◆ **What this task involves**
There is material below. Print exactly the lines starting at the line with "of the heap." and ending at the line with "const _: () = assert!(MIN_BLOCK_SIZE", ends included, and no others.

◆ **Records for the exercise**
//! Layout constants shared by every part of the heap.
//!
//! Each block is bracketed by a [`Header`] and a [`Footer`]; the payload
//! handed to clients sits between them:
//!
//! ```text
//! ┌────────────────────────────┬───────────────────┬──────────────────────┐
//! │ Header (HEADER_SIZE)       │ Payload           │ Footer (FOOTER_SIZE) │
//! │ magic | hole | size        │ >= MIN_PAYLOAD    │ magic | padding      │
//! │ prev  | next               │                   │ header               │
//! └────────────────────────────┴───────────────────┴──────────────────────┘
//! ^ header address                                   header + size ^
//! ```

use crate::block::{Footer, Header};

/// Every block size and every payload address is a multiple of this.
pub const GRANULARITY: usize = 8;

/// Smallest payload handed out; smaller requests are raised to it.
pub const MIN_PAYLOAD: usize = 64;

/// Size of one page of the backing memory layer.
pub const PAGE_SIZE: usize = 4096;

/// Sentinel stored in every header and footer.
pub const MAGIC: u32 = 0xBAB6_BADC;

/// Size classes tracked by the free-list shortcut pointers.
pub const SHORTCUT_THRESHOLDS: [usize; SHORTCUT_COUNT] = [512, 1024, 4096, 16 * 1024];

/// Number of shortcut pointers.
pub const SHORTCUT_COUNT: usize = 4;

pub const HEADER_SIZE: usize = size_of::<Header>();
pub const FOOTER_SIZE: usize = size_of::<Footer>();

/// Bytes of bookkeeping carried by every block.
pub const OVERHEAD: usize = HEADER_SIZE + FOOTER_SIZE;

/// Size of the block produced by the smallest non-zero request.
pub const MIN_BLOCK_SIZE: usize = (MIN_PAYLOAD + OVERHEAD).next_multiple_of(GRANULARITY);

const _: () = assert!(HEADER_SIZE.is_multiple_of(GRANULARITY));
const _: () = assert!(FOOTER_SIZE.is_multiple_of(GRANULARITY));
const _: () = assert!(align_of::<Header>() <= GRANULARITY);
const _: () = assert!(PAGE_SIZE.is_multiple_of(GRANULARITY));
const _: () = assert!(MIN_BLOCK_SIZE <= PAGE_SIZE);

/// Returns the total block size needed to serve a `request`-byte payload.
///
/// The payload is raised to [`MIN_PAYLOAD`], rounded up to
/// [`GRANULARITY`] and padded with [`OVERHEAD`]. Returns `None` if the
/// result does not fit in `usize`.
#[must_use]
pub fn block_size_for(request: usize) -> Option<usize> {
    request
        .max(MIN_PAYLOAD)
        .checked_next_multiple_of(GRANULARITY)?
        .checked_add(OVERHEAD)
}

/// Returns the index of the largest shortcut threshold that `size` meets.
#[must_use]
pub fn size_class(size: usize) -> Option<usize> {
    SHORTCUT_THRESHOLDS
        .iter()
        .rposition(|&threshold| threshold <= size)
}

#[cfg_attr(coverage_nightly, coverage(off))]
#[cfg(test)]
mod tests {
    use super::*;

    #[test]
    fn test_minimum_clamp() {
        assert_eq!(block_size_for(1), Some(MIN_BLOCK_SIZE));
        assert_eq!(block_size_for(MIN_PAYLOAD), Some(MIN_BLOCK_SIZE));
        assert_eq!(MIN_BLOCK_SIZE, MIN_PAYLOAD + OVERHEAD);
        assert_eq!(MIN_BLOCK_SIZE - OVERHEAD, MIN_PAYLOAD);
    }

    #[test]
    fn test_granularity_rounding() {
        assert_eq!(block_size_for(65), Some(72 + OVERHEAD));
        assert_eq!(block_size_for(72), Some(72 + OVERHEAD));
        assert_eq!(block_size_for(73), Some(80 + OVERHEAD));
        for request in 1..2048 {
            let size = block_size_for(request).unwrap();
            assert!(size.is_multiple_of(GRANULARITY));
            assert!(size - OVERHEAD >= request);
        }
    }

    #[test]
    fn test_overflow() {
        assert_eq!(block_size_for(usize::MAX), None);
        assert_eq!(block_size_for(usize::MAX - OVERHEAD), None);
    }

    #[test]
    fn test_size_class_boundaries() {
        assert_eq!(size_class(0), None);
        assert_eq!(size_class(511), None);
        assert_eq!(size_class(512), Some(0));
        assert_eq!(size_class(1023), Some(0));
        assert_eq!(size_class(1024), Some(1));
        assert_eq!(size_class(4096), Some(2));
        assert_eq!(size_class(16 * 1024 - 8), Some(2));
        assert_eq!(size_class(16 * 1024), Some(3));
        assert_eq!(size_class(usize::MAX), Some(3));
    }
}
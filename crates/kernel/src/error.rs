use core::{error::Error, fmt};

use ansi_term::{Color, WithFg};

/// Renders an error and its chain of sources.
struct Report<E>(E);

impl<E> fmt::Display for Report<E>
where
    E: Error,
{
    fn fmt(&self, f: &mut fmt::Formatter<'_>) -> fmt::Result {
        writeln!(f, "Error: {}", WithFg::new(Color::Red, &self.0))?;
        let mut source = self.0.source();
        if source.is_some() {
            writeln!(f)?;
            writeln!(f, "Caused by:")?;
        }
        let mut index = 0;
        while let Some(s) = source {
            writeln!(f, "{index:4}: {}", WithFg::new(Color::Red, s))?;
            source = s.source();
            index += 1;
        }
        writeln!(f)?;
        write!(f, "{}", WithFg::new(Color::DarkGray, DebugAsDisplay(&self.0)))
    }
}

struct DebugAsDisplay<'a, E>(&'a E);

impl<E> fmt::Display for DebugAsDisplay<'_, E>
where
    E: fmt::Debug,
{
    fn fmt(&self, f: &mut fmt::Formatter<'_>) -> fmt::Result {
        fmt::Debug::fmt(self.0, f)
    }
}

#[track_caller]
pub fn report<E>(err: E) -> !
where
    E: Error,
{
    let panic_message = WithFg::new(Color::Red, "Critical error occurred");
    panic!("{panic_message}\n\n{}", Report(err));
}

==

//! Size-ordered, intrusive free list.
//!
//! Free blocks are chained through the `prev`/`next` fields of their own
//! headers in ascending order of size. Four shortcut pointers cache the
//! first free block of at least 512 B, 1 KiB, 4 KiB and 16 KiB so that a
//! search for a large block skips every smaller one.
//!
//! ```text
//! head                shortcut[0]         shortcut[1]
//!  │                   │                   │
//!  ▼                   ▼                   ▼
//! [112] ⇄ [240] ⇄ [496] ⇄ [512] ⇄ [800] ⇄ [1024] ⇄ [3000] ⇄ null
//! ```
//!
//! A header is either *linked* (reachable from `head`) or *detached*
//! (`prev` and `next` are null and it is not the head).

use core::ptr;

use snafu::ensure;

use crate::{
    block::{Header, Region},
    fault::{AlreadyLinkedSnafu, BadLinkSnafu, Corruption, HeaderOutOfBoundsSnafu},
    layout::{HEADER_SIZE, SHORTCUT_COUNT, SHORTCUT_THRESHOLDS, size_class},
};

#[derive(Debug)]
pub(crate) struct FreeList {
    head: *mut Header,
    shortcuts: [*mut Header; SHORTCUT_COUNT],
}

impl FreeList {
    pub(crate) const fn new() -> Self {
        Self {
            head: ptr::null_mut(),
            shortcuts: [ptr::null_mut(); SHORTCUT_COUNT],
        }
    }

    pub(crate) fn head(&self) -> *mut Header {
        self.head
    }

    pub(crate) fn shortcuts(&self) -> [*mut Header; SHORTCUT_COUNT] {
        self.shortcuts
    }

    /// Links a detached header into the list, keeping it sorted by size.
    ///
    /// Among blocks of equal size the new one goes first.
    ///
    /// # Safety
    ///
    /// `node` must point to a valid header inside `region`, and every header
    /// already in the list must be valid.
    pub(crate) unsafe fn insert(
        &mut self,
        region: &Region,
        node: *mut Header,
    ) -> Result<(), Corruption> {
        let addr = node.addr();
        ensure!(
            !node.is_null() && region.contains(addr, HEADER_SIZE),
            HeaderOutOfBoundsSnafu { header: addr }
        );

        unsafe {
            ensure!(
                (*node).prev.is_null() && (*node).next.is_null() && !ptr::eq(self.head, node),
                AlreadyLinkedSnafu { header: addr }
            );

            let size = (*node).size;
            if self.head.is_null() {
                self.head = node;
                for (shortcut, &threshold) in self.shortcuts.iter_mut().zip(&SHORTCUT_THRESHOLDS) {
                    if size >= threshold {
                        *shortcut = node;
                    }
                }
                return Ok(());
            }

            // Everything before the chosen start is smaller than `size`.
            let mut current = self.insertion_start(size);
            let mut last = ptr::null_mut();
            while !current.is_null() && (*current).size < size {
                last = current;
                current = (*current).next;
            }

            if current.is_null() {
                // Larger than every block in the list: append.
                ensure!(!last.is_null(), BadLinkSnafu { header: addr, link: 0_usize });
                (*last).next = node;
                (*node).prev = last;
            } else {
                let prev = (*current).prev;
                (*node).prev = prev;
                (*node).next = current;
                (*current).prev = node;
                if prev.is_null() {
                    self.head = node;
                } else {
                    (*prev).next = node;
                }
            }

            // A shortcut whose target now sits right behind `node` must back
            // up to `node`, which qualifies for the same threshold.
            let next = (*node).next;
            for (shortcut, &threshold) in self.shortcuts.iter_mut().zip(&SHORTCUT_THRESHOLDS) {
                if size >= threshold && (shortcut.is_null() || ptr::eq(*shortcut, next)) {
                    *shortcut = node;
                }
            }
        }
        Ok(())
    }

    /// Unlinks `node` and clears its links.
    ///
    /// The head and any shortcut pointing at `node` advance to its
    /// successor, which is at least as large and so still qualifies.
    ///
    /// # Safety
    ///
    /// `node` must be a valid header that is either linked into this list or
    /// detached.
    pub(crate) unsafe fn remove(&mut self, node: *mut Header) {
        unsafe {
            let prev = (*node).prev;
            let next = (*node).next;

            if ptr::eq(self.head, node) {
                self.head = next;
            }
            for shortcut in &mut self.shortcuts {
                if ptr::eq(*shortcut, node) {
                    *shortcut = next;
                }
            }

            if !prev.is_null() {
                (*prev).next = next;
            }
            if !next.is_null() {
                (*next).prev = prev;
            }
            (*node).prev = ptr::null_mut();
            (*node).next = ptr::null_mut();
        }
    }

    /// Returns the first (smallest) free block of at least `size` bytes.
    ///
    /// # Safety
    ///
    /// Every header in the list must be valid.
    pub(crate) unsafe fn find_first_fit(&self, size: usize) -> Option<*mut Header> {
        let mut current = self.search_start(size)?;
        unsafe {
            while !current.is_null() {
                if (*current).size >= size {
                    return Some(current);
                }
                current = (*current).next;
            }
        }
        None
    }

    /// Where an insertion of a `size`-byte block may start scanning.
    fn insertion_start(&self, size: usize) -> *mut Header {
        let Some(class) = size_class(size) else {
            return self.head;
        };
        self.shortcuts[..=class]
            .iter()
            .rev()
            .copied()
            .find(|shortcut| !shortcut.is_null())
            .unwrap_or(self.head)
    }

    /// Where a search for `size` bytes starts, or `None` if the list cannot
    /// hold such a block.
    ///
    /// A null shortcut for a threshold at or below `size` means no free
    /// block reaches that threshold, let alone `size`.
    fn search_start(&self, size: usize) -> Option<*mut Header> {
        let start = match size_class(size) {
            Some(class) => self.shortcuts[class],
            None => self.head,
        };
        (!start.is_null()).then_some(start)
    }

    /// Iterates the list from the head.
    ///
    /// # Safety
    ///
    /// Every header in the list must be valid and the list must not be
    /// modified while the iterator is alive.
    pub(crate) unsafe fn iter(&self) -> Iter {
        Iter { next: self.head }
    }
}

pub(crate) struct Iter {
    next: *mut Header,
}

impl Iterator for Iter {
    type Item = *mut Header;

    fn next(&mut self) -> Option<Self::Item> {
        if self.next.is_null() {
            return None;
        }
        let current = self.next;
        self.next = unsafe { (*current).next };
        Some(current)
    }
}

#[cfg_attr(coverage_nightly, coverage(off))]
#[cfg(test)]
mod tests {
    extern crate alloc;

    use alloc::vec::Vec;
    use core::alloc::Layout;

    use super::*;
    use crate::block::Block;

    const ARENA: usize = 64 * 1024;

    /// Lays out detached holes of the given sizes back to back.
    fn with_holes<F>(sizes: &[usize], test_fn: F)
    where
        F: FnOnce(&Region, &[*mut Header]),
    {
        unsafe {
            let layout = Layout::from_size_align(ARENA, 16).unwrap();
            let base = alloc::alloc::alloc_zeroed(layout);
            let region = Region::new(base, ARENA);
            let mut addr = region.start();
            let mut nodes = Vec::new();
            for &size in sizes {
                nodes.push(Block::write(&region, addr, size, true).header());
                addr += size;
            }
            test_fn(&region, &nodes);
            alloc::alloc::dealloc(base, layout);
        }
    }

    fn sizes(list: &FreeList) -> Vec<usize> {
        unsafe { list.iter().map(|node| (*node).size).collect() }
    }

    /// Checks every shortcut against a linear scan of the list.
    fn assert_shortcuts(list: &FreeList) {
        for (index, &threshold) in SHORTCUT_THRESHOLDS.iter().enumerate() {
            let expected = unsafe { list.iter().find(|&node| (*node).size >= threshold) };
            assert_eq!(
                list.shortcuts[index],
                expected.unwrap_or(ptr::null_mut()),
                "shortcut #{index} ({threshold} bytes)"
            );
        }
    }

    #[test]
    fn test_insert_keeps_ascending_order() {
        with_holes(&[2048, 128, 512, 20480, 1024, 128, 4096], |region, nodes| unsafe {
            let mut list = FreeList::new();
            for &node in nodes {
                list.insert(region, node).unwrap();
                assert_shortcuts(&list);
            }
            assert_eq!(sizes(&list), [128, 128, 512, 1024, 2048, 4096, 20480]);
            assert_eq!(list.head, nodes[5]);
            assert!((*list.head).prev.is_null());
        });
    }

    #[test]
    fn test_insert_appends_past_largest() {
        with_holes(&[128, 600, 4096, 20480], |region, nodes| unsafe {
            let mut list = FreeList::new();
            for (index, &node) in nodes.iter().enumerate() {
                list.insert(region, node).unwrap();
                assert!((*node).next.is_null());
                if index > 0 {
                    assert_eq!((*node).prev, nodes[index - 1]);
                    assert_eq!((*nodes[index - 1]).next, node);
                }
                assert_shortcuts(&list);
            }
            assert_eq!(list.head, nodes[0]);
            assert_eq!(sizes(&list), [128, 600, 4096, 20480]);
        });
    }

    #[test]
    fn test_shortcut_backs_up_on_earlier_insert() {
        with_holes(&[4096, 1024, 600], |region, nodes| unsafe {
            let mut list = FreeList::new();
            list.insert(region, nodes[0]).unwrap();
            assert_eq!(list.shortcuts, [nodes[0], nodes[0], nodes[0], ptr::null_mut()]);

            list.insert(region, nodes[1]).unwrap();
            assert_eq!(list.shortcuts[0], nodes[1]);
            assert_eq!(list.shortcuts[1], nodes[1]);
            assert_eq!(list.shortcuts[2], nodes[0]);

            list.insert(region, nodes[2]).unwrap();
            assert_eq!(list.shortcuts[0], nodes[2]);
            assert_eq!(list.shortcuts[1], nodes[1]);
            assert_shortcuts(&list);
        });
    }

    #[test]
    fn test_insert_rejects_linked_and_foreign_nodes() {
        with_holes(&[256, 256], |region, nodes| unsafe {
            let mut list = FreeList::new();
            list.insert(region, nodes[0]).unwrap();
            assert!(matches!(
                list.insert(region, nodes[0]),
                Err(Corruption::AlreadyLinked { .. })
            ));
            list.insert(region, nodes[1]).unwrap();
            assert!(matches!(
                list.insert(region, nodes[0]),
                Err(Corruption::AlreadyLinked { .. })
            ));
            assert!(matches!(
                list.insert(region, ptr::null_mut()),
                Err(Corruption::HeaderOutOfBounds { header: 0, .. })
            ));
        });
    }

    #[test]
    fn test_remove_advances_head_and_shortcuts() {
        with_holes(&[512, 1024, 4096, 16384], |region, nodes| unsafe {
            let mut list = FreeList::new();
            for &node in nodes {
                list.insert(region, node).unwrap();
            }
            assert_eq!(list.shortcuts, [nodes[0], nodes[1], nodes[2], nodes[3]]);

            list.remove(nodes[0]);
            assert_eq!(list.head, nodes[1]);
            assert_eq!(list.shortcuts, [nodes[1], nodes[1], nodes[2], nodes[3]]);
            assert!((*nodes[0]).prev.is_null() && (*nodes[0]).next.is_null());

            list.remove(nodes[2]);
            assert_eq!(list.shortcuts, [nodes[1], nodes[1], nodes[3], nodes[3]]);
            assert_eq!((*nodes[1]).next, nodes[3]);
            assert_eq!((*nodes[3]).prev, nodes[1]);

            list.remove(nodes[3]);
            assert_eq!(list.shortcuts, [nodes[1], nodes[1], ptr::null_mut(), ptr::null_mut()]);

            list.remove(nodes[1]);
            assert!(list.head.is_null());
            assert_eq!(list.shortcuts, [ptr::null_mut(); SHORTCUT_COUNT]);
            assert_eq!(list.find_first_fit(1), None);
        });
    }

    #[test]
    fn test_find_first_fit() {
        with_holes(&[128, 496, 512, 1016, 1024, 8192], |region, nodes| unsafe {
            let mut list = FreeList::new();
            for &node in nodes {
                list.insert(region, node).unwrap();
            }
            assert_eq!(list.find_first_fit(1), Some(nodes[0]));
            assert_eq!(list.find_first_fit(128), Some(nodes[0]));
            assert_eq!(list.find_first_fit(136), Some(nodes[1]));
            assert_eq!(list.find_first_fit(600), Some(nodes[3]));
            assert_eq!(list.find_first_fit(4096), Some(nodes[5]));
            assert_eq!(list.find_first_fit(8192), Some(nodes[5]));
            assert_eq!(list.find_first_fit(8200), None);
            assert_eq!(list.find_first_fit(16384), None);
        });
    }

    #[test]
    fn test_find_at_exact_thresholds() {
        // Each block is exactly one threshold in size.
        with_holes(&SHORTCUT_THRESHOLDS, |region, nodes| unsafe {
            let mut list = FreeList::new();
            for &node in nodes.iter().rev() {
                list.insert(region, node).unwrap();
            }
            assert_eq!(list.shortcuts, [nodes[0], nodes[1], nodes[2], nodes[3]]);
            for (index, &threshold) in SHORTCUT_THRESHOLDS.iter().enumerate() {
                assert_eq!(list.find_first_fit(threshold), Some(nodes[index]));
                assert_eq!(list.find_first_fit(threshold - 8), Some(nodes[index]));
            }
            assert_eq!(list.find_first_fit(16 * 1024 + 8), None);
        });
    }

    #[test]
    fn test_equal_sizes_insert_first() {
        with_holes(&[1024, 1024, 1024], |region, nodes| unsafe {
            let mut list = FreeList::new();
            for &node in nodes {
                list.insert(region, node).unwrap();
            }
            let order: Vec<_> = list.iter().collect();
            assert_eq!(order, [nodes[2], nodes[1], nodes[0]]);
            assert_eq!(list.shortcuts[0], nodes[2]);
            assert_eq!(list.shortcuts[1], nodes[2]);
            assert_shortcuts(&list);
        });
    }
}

◆ **Response below**
//! Layout constants shared by every part of the heap.
//!
//! Each block is bracketed by a [`Header`] and a [`Footer`]; the payload
//! handed to clients sits between them:
//!
//! ```text
//! ┌────────────────────────────┬───────────────────┬──────────────────────┐
//! │ Header (HEADER_SIZE)       │ Payload           │ Footer (FOOTER_SIZE) │
//! │ magic | hole | size        │ >= MIN_PAYLOAD    │ magic | padding      │
//! │ prev  | next               │                   │ header               │
//! └────────────────────────────┴───────────────────┴──────────────────────┘
//! ^ header address                                   header + size ^
//! ```

use crate::block::{Footer, Header};

/// Every block size and every payload address is a multiple of this.
pub const GRANULARITY: usize = 8;

/// Smallest payload handed out; smaller requests are raised to it.
pub const MIN_PAYLOAD: usize = 64;

/// Size of one page of the backing memory layer.
pub const PAGE_SIZE: usize = 4096;

/// Sentinel stored in every header and footer.
pub const MAGIC: u32 = 0xBAB6_BADC;

/// Size classes tracked by the free-list shortcut pointers.
pub const SHORTCUT_THRESHOLDS: [usize; SHORTCUT_COUNT] = [512, 1024, 4096, 16 * 1024];

/// Number of shortcut pointers.
pub const SHORTCUT_COUNT: usize = 4;

pub const HEADER_SIZE: usize = size_of::<Header>();
pub const FOOTER_SIZE: usize = size_of::<Footer>();

/// Bytes of bookkeeping carried by every block.
pub const OVERHEAD: usize = HEADER_SIZE + FOOTER_SIZE;

/// Size of the block produced by the smallest non-zero request.
pub const MIN_BLOCK_SIZE: usize = (MIN_PAYLOAD + OVERHEAD).next_multiple_of(GRANULARITY);

const _: () = assert!(HEADER_SIZE.is_multiple_of(GRANULARITY));
const _: () = assert!(FOOTER_SIZE.is_multiple_of(GRANULARITY));
const _: () = assert!(align_of::<Header>() <= GRANULARITY);
const _: () = assert!(PAGE_SIZE.is_multiple_of(GRANULARITY));
const _: () = assert!(MIN_BLOCK_SIZE <= PAGE_SIZE);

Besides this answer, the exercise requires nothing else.